- [ACTIVITY]
Within the records below, filter for lines carrying the word "DateTime" and copy them.

━━━━━━━━

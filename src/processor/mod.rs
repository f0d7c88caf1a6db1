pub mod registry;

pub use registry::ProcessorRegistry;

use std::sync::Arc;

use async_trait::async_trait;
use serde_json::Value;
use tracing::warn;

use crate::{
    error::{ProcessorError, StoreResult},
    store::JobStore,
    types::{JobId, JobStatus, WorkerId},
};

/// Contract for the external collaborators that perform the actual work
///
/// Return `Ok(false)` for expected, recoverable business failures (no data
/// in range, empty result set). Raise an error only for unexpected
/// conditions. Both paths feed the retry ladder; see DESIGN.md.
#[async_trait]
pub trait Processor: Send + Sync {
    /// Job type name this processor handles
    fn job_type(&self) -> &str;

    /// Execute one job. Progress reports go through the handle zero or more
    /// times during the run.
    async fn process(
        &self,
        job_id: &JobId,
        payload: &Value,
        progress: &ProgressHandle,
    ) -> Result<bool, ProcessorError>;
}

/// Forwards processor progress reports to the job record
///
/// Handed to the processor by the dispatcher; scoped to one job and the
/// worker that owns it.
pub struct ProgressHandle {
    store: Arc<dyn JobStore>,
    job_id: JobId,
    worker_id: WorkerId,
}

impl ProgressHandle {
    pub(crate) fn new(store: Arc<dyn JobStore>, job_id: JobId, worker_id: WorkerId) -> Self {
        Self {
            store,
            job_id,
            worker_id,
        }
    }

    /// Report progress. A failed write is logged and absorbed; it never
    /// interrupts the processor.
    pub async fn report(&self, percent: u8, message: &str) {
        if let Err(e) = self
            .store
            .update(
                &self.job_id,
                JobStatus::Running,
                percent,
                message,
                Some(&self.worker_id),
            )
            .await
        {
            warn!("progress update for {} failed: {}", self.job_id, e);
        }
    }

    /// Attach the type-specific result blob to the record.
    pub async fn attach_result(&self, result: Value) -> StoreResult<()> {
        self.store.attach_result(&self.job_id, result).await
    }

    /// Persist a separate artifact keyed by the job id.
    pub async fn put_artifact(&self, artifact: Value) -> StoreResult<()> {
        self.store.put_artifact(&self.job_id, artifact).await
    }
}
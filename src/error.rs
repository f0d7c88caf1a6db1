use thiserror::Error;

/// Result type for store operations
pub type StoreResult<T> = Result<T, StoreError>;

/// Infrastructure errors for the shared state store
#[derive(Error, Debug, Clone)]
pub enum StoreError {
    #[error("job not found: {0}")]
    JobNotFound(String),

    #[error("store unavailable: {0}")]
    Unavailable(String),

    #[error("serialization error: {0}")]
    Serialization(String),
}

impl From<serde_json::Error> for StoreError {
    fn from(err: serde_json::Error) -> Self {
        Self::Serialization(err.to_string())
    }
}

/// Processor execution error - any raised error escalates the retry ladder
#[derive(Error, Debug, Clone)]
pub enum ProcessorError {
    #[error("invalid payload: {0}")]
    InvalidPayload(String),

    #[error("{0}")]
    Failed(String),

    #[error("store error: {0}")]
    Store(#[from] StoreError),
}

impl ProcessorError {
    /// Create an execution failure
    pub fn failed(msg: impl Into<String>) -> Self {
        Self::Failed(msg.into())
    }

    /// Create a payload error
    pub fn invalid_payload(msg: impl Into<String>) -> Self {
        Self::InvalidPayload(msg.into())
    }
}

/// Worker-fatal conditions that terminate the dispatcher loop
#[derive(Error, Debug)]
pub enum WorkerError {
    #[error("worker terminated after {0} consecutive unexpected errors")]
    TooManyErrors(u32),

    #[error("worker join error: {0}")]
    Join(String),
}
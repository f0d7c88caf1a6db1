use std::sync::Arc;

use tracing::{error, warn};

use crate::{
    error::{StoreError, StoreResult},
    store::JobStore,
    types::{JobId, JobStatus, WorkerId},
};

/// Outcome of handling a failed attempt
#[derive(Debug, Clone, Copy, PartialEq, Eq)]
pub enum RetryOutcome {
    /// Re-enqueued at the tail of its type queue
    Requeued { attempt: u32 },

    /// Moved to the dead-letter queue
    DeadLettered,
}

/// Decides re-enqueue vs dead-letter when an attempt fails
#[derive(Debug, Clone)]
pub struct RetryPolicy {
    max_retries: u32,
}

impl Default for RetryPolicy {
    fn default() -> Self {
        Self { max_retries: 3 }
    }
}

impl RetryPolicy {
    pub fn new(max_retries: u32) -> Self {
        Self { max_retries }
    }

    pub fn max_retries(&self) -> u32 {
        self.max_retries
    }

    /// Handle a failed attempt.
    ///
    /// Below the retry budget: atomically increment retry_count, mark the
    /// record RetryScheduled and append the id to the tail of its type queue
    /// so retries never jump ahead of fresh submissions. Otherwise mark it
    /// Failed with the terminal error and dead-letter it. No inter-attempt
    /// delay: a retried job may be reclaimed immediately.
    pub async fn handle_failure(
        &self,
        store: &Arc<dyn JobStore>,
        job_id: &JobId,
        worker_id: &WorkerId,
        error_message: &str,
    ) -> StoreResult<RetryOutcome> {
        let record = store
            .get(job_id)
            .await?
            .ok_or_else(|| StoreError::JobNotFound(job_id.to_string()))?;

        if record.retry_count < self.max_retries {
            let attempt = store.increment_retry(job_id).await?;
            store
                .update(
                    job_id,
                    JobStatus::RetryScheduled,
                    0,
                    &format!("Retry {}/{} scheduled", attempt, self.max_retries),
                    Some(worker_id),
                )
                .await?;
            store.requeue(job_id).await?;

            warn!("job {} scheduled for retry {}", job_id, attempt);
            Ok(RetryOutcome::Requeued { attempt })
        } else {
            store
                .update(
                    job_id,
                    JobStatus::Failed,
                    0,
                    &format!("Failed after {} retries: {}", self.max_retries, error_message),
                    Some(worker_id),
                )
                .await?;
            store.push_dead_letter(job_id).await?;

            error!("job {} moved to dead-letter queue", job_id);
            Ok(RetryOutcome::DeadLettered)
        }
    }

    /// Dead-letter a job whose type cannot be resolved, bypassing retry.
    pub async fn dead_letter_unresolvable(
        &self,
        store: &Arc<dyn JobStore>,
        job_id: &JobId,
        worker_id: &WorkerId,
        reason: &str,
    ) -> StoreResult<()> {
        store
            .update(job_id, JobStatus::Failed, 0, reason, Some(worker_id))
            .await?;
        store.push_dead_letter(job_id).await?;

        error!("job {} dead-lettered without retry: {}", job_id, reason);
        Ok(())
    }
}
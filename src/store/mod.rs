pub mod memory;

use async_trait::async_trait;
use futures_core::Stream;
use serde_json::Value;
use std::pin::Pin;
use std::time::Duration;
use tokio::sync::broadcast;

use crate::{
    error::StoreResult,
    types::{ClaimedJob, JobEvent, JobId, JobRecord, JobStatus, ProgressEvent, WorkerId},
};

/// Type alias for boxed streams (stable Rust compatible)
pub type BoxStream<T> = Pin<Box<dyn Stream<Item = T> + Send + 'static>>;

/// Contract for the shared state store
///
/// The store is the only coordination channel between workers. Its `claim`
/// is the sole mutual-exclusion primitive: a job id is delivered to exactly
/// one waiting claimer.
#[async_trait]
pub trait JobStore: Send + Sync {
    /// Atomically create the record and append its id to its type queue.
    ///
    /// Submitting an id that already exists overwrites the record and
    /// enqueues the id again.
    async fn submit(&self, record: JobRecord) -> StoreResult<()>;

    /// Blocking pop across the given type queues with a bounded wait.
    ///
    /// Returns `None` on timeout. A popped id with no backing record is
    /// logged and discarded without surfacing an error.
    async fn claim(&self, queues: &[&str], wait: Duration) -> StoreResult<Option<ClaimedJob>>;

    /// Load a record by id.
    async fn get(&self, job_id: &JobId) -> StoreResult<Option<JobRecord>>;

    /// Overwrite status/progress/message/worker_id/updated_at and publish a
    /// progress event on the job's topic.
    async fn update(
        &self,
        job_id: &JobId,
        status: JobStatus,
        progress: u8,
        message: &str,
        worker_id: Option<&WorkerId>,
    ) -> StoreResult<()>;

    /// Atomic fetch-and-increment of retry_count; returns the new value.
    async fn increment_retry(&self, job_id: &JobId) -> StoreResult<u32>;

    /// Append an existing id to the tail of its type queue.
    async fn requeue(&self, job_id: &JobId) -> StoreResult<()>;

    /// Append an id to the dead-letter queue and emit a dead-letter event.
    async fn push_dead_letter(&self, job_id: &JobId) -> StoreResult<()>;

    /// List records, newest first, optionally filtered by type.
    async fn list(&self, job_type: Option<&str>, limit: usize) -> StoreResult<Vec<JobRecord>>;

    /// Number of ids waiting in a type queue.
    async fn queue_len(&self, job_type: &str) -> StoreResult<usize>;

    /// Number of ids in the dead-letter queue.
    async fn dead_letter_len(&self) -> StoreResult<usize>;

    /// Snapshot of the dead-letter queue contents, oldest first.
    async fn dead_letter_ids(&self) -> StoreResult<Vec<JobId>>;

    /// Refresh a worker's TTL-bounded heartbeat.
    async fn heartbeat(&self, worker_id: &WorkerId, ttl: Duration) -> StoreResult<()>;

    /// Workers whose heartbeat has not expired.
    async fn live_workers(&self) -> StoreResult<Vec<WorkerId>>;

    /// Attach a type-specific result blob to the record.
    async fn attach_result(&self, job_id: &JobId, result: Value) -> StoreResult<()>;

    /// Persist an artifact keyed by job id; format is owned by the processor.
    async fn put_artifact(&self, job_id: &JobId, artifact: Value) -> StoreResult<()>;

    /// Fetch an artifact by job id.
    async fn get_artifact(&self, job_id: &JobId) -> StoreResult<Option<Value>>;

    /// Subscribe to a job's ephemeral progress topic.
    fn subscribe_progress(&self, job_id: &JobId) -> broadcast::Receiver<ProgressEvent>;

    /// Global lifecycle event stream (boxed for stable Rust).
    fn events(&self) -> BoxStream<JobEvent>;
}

━━━━━━━━

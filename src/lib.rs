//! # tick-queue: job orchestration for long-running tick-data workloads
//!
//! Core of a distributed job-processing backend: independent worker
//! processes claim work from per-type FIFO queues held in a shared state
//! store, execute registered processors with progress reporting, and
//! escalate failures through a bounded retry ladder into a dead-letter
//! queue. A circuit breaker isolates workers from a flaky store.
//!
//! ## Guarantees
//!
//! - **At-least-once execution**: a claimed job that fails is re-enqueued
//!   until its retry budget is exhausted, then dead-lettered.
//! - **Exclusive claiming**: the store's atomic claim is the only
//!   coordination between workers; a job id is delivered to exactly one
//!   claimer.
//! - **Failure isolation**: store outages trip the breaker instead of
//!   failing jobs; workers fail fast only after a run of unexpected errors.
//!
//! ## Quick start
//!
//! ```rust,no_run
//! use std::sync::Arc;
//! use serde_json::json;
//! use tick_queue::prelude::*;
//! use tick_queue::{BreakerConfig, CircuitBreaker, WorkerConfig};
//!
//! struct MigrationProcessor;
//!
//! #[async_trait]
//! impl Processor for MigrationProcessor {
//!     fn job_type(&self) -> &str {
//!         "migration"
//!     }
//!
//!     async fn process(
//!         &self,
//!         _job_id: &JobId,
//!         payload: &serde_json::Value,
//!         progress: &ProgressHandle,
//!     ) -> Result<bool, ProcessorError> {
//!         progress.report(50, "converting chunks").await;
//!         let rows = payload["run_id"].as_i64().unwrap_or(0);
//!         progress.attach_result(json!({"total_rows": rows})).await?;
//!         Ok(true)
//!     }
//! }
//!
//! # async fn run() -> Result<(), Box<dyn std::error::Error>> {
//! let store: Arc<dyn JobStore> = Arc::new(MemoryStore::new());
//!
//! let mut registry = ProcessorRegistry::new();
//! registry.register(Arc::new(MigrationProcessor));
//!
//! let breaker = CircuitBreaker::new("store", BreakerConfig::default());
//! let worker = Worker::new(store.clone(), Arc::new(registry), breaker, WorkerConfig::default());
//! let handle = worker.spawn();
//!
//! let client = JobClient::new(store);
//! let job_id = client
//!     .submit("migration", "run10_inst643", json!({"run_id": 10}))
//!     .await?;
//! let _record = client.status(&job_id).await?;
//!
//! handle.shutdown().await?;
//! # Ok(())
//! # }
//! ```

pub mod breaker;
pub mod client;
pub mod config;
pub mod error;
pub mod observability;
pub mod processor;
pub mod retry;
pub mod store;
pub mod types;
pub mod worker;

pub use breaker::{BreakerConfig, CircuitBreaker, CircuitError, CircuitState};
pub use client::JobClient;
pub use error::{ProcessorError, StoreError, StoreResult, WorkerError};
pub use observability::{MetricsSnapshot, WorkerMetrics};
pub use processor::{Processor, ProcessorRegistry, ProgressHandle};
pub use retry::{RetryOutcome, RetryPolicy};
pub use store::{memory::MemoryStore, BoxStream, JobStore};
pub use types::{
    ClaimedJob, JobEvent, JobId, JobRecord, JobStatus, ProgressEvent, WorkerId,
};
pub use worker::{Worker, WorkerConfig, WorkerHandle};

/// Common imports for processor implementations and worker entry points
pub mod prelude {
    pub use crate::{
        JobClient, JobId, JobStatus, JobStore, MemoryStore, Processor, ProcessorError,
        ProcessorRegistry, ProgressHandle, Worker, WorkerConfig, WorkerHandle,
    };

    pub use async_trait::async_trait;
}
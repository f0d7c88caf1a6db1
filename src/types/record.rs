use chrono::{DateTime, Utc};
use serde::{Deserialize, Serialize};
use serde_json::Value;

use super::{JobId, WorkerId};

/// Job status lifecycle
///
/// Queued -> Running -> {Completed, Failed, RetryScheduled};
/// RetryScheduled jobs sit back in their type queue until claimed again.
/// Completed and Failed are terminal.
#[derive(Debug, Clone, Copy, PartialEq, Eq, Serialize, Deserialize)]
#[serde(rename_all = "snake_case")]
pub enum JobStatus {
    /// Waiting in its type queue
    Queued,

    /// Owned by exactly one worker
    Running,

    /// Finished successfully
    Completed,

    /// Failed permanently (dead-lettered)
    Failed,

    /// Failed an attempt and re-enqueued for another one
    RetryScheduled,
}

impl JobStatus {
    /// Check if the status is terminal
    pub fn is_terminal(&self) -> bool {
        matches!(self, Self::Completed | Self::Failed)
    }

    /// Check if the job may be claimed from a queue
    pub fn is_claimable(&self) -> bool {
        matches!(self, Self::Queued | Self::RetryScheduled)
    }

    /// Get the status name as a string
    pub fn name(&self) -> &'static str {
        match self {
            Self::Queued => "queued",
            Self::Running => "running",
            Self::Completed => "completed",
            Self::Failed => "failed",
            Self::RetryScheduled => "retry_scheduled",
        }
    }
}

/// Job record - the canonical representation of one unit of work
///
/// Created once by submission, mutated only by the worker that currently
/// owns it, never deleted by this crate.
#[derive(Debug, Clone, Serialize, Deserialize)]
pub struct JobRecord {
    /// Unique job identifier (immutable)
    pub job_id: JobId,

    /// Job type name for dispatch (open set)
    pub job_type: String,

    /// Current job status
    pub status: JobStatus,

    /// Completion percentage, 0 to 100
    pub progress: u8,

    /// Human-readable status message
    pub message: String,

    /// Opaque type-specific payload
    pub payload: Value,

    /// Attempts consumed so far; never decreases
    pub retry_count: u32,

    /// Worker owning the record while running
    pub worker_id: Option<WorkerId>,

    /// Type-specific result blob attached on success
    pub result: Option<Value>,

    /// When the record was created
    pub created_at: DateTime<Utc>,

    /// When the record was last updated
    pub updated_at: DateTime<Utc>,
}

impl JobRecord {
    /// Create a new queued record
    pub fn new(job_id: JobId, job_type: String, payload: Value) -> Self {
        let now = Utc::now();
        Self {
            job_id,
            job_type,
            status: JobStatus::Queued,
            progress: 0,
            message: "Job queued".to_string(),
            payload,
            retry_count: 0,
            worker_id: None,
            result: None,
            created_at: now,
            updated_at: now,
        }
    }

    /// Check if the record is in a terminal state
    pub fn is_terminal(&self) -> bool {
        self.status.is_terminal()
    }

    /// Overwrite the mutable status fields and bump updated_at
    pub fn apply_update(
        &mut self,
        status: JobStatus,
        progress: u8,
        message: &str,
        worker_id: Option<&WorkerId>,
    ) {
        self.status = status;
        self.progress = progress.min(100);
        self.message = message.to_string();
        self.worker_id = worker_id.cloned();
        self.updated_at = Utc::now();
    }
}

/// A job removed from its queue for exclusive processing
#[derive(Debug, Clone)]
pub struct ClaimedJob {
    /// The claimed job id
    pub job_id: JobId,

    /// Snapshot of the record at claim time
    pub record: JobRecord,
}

━━━━━━━━

- [TASK OUTPUT]
use chrono::{DateTime, Utc};
    pub created_at: DateTime<Utc>,
    pub updated_at: DateTime<Utc>,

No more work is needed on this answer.